第8話
「ま、とりあえず中に入りなさい」
悠はそう言うと、奥へと消えていく。
ふうっと一息つくとつぐみ達は靴を脱いで中へと母に続いていく。
「お母さん、お父さんは?」
「少し帰りが遅くなるそうよ、だから……心配してたんだけどね」
つぐみがしんみりとした空気を打ち払うように声をかけると、悠は前を向いたまま答えた。
それを聞いて「そっか~」と寂しそうに呟いてしまう。
「ふふっ……大丈夫よ、お土産もってとんでくるように帰ってくるから」
「わあ!?もう、お姉ちゃん!!」
笑いながらつぐみを抱っこする美桜。
いきなりのことで驚いて怒りながら見上げる。
まあ、そんな顔しても見た目が見た目なのであんまり意味がなかったりする。
「あ、あの…」
「なーに?」
秀久が美桜に声をかけるとすんごい良い笑顔で聞き返される。
つぐみを抱っこしてもふっているからか、お肌もつやつやになっていた。
「俺も…つぐみを」
「あら、いいわよ♪」
秀久もそろそろつぐみ分を補給したくなってきたのだろう。
彼が頼み込むと彼女はつぐみを抱き上げて秀久の胸元に押し当てる。
歩きながらよくこんな会話をしていても、悠はにこにこ笑顔で聞いている。
「もが!?」
「みゅ?!」
のだが、ずれて秀久の顔につぐみの豊満な胸があたり、苦しむことになった。
それにつぐみは驚いて離れようとするのだが、秀久はなんとかつぐみの位置をずらすことに成功した。
すっぽり秀久の腕の中に収まるつぐみ。
「あらあら、青春ね~♪」
「見ていてほほえましいわね♪」
お互い顔を赤らめてるつぐみと秀久を見てにこにこ笑顔で笑う二人。
やはり、母娘なゆえだろうか。
そんなことが狼崎家で起きていた頃。
廃病院内では……。
「ふぅ……後はコレで埋葬するだけね」
「普通に燃やせばいいじゃろうが」
まみの言葉に玉藻が不服そうに割り込みながら言うと。
「それじゃ、ダメなのよ。

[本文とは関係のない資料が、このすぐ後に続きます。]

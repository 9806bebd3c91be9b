use crate::error::{AgelumError, Result};
use crate::io::{atomic_write, move_file};
use crate::paths;
use serde::Serialize;
use std::path::{Path, PathBuf};

/// Directories a document path may resolve into.
fn allowed_roots(root: &Path) -> Vec<PathBuf> {
    vec![paths::agelum_dir(root), paths::legacy_dir(root)]
}

/// Resolve a user-supplied document path, confined to the Agelum directories.
pub fn resolve(root: &Path, path: &str) -> Result<PathBuf> {
    paths::confine(root, path, &allowed_roots(root))
}

pub fn read(root: &Path, path: &str) -> Result<String> {
    let full = resolve(root, path)?;
    if !full.is_file() {
        return Err(AgelumError::FileNotFound(path.to_string()));
    }
    Ok(std::fs::read_to_string(full)?)
}

pub fn write(root: &Path, path: &str, content: &str) -> Result<PathBuf> {
    let full = resolve(root, path)?;
    if full.is_dir() {
        return Err(AgelumError::InvalidPath(format!("{path} is a directory")));
    }
    atomic_write(&full, content.as_bytes())?;
    tracing::debug!(path = %full.display(), "wrote document");
    Ok(full)
}

pub fn delete(root: &Path, path: &str) -> Result<()> {
    let full = resolve(root, path)?;
    if full.is_dir() {
        std::fs::remove_dir_all(&full)?;
    } else if full.is_file() {
        std::fs::remove_file(&full)?;
    } else {
        return Err(AgelumError::FileNotFound(path.to_string()));
    }
    tracing::info!(path = %full.display(), "deleted document");
    Ok(())
}

/// Move a document to a new path. The target must not exist.
pub fn rename(root: &Path, from: &str, to: &str) -> Result<PathBuf> {
    let src = resolve(root, from)?;
    let dst = resolve(root, to)?;
    if !src.exists() {
        return Err(AgelumError::FileNotFound(from.to_string()));
    }
    if dst.exists() {
        return Err(AgelumError::InvalidPath(format!("{to} already exists")));
    }
    move_file(&src, &dst)?;
    Ok(dst)
}

#[derive(Debug, Clone, PartialEq, Serialize)]
pub struct DocEntry {
    pub name: String,
    /// `docs` or `plan`.
    pub folder: String,
    pub path: PathBuf,
}

/// Markdown files under `.agelum/doc/docs` and `.agelum/doc/plan`, recursively.
pub fn list_docs(root: &Path) -> Result<Vec<DocEntry>> {
    let mut out = Vec::new();
    for (folder, rel) in [("docs", paths::DOCS_DIR), ("plan", paths::PLAN_DIR)] {
        collect(&root.join(rel), folder, &mut out)?;
    }
    out.sort_by(|a, b| a.folder.cmp(&b.folder).then(a.path.cmp(&b.path)));
    Ok(out)
}

fn collect(dir: &Path, folder: &str, out: &mut Vec<DocEntry>) -> Result<()> {
    let entries = match std::fs::read_dir(dir) {
        Ok(e) => e,
        Err(e) if e.kind() == std::io::ErrorKind::NotFound => return Ok(()),
        Err(e) => return Err(e.into()),
    };
    for entry in entries {
        let entry = entry?;
        let path = entry.path();
        if entry.file_type()?.is_dir() {
            collect(&path, folder, out)?;
        } else if path.extension().is_some_and(|e| e == "md") {
            out.push(DocEntry {
                name: entry.file_name().to_string_lossy().into_owned(),
                folder: folder.to_string(),
                path,
            });
        }
    }
    Ok(())
}

#[derive(Debug, Clone, PartialEq, Serialize)]
#[serde(rename_all = "snake_case")]
pub enum NodeType {
    File,
    Directory,
}

#[derive(Debug, Clone, Serialize)]
pub struct FileNode {
    pub name: String,
    pub path: PathBuf,
    #[serde(rename = "type")]
    pub node_type: NodeType,
    #[serde(skip_serializing_if = "Option::is_none")]
    pub children: Option<Vec<FileNode>>,
}

/// Directory tree of `.agelum/<sub>` showing markdown files only. Hidden
/// entries are skipped; directories sort before files.
pub fn tree(root: &Path, sub: Option<&str>) -> Result<FileNode> {
    let base = paths::agelum_dir(root);
    let dir = match sub.filter(|s| !s.is_empty()) {
        Some(s) => paths::confine(&base, s, std::slice::from_ref(&base))?,
        None => base,
    };
    if !dir.is_dir() {
        return Ok(FileNode {
            name: sub.unwrap_or(paths::AGELUM_DIR).to_string(),
            path: dir,
            node_type: NodeType::Directory,
            children: Some(Vec::new()),
        });
    }
    build_tree(&dir)
}

fn build_tree(dir: &Path) -> Result<FileNode> {
    let mut children = Vec::new();
    for entry in std::fs::read_dir(dir)? {
        let entry = entry?;
        let name = entry.file_name().to_string_lossy().into_owned();
        if name.starts_with('.') {
            continue;
        }
        let path = entry.path();
        let ft = entry.file_type()?;
        if ft.is_dir() {
            children.push(build_tree(&path)?);
        } else if ft.is_file() && name.ends_with(".md") {
            children.push(FileNode {
                name,
                path,
                node_type: NodeType::File,
                children: None,
            });
        }
    }
    children.sort_by(|a, b| match (&a.node_type, &b.node_type) {
        (NodeType::Directory, NodeType::File) => std::cmp::Ordering::Less,
        (NodeType::File, NodeType::Directory) => std::cmp::Ordering::Greater,
        _ => a.name.cmp(&b.name),
    });
    Ok(FileNode {
        name: dir
            .file_name()
            .map(|n| n.to_string_lossy().into_owned())
            .unwrap_or_default(),
        path: dir.to_path_buf(),
        node_type: NodeType::Directory,
        children: Some(children),
    })
}

#[cfg(test)]
mod tests {
    use super::*;
    use tempfile::TempDir;

    #[test]
    fn tree_lists_markdown_dirs_first() {
        let dir = TempDir::new().unwrap();
        let root = dir.path();
        write(root, ".agelum/doc/docs/z.md", "z").unwrap();
        write(root, ".agelum/doc/docs/a/inner.md", "i").unwrap();
        write(root, ".agelum/doc/docs/skip.txt", "s").unwrap();
        write(root, ".agelum/doc/docs/.hidden.md", "h").unwrap();

        let node = tree(root, Some("doc/docs")).unwrap();
        assert_eq!(node.name, "docs");
        let kids = node.children.unwrap();
        let names: Vec<&str> = kids.iter().map(|k| k.name.as_str()).collect();
        assert_eq!(names, ["a", "z.md"]);
        assert!(tree(root, Some("../..")).is_err());
    }

    #[test]
    fn write_read_delete_roundtrip() {
        let dir = TempDir::new().unwrap();
        let root = dir.path();
        let p = write(root, ".agelum/doc/docs/arch.md", "# Arch").unwrap();
        assert!(p.ends_with(".agelum/doc/docs/arch.md"));
        assert_eq!(read(root, ".agelum/doc/docs/arch.md").unwrap(), "# Arch");
        delete(root, ".agelum/doc/docs/arch.md").unwrap();
        assert!(matches!(
            read(root, ".agelum/doc/docs/arch.md"),
            Err(AgelumError::FileNotFound(_))
        ));
    }

    #[test]
    fn paths_outside_agelum_are_rejected() {
        let dir = TempDir::new().unwrap();
        let root = dir.path();
        std::fs::write(root.join("Cargo.toml"), "x").unwrap();
        assert!(matches!(read(root, "Cargo.toml"), Err(AgelumError::InvalidPath(_))));
        assert!(matches!(
            write(root, ".agelum/../../etc/x", "y"),
            Err(AgelumError::InvalidPath(_))
        ));
        assert!(write(root, "agelum/tasks/doing/x.md", "legacy ok").is_ok());
    }

    #[test]
    fn rename_refuses_existing_target() {
        let dir = TempDir::new().unwrap();
        let root = dir.path();
        write(root, ".agelum/doc/plan/a.md", "a").unwrap();
        write(root, ".agelum/doc/plan/b.md", "b").unwrap();
        assert!(rename(root, ".agelum/doc/plan/a.md", ".agelum/doc/plan/b.md").is_err());
        let moved = rename(root, ".agelum/doc/plan/a.md", ".agelum/doc/docs/a.md").unwrap();
        assert!(moved.is_file());
    }

    #[test]
    fn list_docs_covers_both_folders() {
        let dir = TempDir::new().unwrap();
        let root = dir.path();
        write(root, ".agelum/doc/docs/guide/setup.md", "s").unwrap();
        write(root, ".agelum/doc/plan/q3.md", "p").unwrap();
        write(root, ".agelum/doc/plan/notes.txt", "ignored").unwrap();
        let docs = list_docs(root).unwrap();
        let names: Vec<(&str, &str)> = docs
            .iter()
            .map(|d| (d.folder.as_str(), d.name.as_str()))
            .collect();
        assert_eq!(names, [("docs", "setup.md"), ("plan", "q3.md")]);
    }
}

他の妖怪や悪霊が寄ってきちゃうからね」
「浄化すればいいのだろうが、これほど食い荒らされた遺体は骨がおれるからな」
まみは苦笑いしながら答え、札を出すと遺体に投げた。
すると、青白い炎に包まれてぼろぼろに消えていく。
その間まみだは手を組んで祈りをささげていた。
白い巫女服に身を包んだ状態で。
「こんな時に聖女の力をもつ彼女がいてくれたら、もっとマシになったんだがな」
「仕方ないですよ、他に用事ができたそうですからね」
明晴がぼやくと澪次は苦笑を浮かべながら言う。
ここにはいない、仲間のことを思い浮かべながら、ただ祈るをささげるだけがこの場に満ちていた。
そして、翌朝の狼崎家内では。
「ヒデくーん、起きろー!」
小柄な少女――つぐみが月光学園の制服に身を包んで、お隣の部屋で寝ている秀久にへと声をかけていた。
まずは扉をノックして声をかけるが、返事はなし。
それにむう、と頬を膨らまして扉をあけると中にはいる。
ベットの方へと足を向けると、くのじで眠っている秀久を発見。
「こっらー!起きろっていってるでしょ!」
「ぐお!?」
つぐみが秀久の握っている布団をはぎとると、転がりおちる秀久。
なぜ、こんな起こし方をするかというと、美桜がそう教えたからだとか。
他にもいろんな起こし方があるなか、これが抜群だと言われたのだろう。
姉が大好きな彼女はすぐに信じてしまい、それの巻き添えは秀久と悠の旦那である。
ま、なかなか起きない二人にも原因があるんだろう。